Mumbai: As part of its strategy to grow consistently, HDFC Life Insurance has decided to store lid on the share of products and distribution channels.
According to the CEO of the most valuable life insurance company in the country, Vibha Padalkar, a better acquisition of life is intended to increase agent’s share and reduce dependence on the distribution of HDFC Banks.
Speaking to Toi, Padalka said that HDFC Life has managed to survive volatility in macroeconomic conditions and better regulatory change due to portfolio diversification.
As a result, the company does not want to increase the share of unit-linked insurance plans (ulip) to around the current level of 25% even though the market is soaring.
Even when it comes to the best-selling investment product company Sanchay Plus, he has decided to reach the level of sales.
“Bancassurance was once around 75% of our business at one time.

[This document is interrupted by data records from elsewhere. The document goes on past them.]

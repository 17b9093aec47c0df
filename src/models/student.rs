use serde::{Deserialize, Serialize};

/// A registered student as stored in the embeddings table.
#[derive(Debug, Serialize, Deserialize, Clone, PartialEq)]
pub struct Student {
    pub student_id: String,
    pub name: String,
    pub image_path: String,
    pub timestamp: String,
    #[serde(skip_serializing)]
    #[serde(default)]
    pub embedding: Vec<f32>,
}

/// Row of `students.csv`.
#[derive(Debug, Serialize, Deserialize, Clone, PartialEq)]
pub struct RegistrationRow {
    pub student_id: String,
    pub name: String,
    pub image_path: String,
    pub timestamp: String,
}

/// Row of `attendance.csv`.
#[derive(Debug, Serialize, Deserialize, Clone, PartialEq)]
pub struct AttendanceRow {
    pub student_id: String,
    pub name: String,
    pub timestamp: String,
}

#[derive(Debug, Serialize, Deserialize, Clone)]
pub struct Listing<T> {
    pub total: usize,
    pub items: Vec<T>,
}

It drifts around 50% of business.
I am not saying that it won’t grow.
I say that other channels must grow faster purely from a diversified perspective,” said Padalkar.
On Friday, HDFC Life has announced that it will buy life insurance for Rs 6,687 Crore.
According to Padalkar, this is a diversity of products that have helped HDFC Life survive in the shift of reciprocity regulations in 2010 which produced several other insurance companies that lost market share.
He added that it was a strategy that helped the company increase sales of protection policies during a pandemic.
“Our agency’s business share is shrinking because we focus on the persistence of agents and reduce complaints, which we get correctly.
Better life acquisition helps us expand the strength of our agency by 40%,” said Padalkar.
Shows that the trend for insurance for sale through corporate advisors, he said that HDFC Life had all tools to increase agent productivity.
“Exide agents will be eager to have a bouquet of products that we offer because we are seen as product innovators or factory products.
We have technology for our agents to quickly load customers or allow them to offer an approved amount that has been approved to the client,” he said .
Private insurance companies, which have made large investments in digital technology and artificial intelligence, have the ability to portrofile customers and their needs after basic information are updated.
“We have a digital agent platform where they can do business without ever attending the office.
We have technology solutions like Google, using which agents can get product related questions.
This question can be asked in regional languages and forms can be filled in regional languages,” he said.